:: EXERCISE ::
Please reproduce exactly the lines from the start of the records through the one containing "let config: ProxyConfig", and nothing more.

:: ENTRIES SUPPLIED ::

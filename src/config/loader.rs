//! Configuration loading from disk.

use std::fs;
use std::path::Path;

use crate::config::schema::ProxyConfig;
use crate::config::validation::{validate_config, ValidationError};
use crate::headers::InjectorError;

/// Error type for configuration loading and compilation.
#[derive(Debug, thiserror::Error)]
pub enum ConfigError {
    #[error("IO error: {0}")]
    Io(#[from] std::io::Error),
    #[error("Parse error: {0}")]
    Parse(#[from] toml::de::Error),
    #[error("Validation failed: {}", join_errors(.0))]
    Validation(Vec<ValidationError>),
    #[error("route {route:?}: {source}")]
    Headers {
        route: String,
        source: InjectorError,
    },
    #[error("backend {name:?}: {reason}")]
    Backend { name: String, reason: String },
}

fn join_errors(errors: &[ValidationError]) -> String {
    errors
        .iter()
        .map(|e| e.to_string())
        .collect::<Vec<_>>()
        .join(", ")
}

/// Parse and validate configuration from TOML text.
pub fn parse_config(content: &str) -> Result<ProxyConfig, ConfigError> {
    let config: ProxyConfig = toml::from_str(content)?;
    validate_config(&config).map_err(ConfigError::Validation)?;
    Ok(config)
}

/// Load and validate configuration from a TOML file.
pub fn load_config(path: &Path) -> Result<ProxyConfig, ConfigError> {
    let content = fs::read_to_string(path)?;
    parse_config(&content)
}

#[cfg(test)]
mod tests {
    use super::*;
    use std::io::Write;

    #[test]
    fn loads_from_file() {
        let mut file = tempfile::NamedTempFile::new().unwrap();
        writeln!(
            file,
            r#"
            [[backends]]
            name = "agent"
            group = "agent"
            url = "http://github-agent.default.svc.cluster.local:8000"

            [[routes]]
            name = "github-agent"
            path_prefix = "/github-agent"
            backend_group = "agent"
            rewrite = "/"
            "#
        )
        .unwrap();

        let config = load_config(file.path()).unwrap();
        assert_eq!(config.routes.len(), 1);
        assert_eq!(config.backends[0].group, "agent");
    }

    #[test]
    fn example_config_is_valid() {
        let config = parse_config(include_str!("../../gateway.example.toml")).unwrap();
        assert_eq!(config.routes.len(), 2);
        assert_eq!(config.backends.len(), 3);
        assert!(config.routes[0].mcp);
    }

    #[test]
    fn missing_file_is_io_error() {
        let err = load_config(Path::new("/definitely/not/here.toml")).unwrap_err();
        assert!(matches!(err, ConfigError::Io(_)));
    }

    #[test]
    fn validation_errors_are_joined() {
        let err = parse_config(
            r#"
            [[routes]]
            name = "r"
            path_prefix = "/x"
            backend_group = "missing"
            "#,
        )
        .unwrap_err();
        assert!(matches!(err, ConfigError::Validation(ref v) if v.len() == 1));
        assert!(err.to_string().contains("unknown backend group"));
    }
}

:: SOLUTION TO THIS EXERCISE ::
filename src/config/loader.rs
//! Configuration loading from disk.

use std::fs;
use std::path::Path;

use crate::config::schema::ProxyConfig;
use crate::config::validation::{validate_config, ValidationError};
use crate::headers::InjectorError;

/// Error type for configuration loading and compilation.
#[derive(Debug, thiserror::Error)]
pub enum ConfigError {
    #[error("IO error: {0}")]
    Io(#[from] std::io::Error),
    #[error("Parse error: {0}")]
    Parse(#[from] toml::de::Error),
    #[error("Validation failed: {}", join_errors(.0))]
    Validation(Vec<ValidationError>),
    #[error("route {route:?}: {source}")]
    Headers {
        route: String,
        source: InjectorError,
    },
    #[error("backend {name:?}: {reason}")]
    Backend { name: String, reason: String },
}

fn join_errors(errors: &[ValidationError]) -> String {
    errors
        .iter()
        .map(|e| e.to_string())
        .collect::<Vec<_>>()
        .join(", ")
}

/// Parse and validate configuration from TOML text.
pub fn parse_config(content: &str) -> Result<ProxyConfig, ConfigError> {
    let config: ProxyConfig = toml::from_str(content)?;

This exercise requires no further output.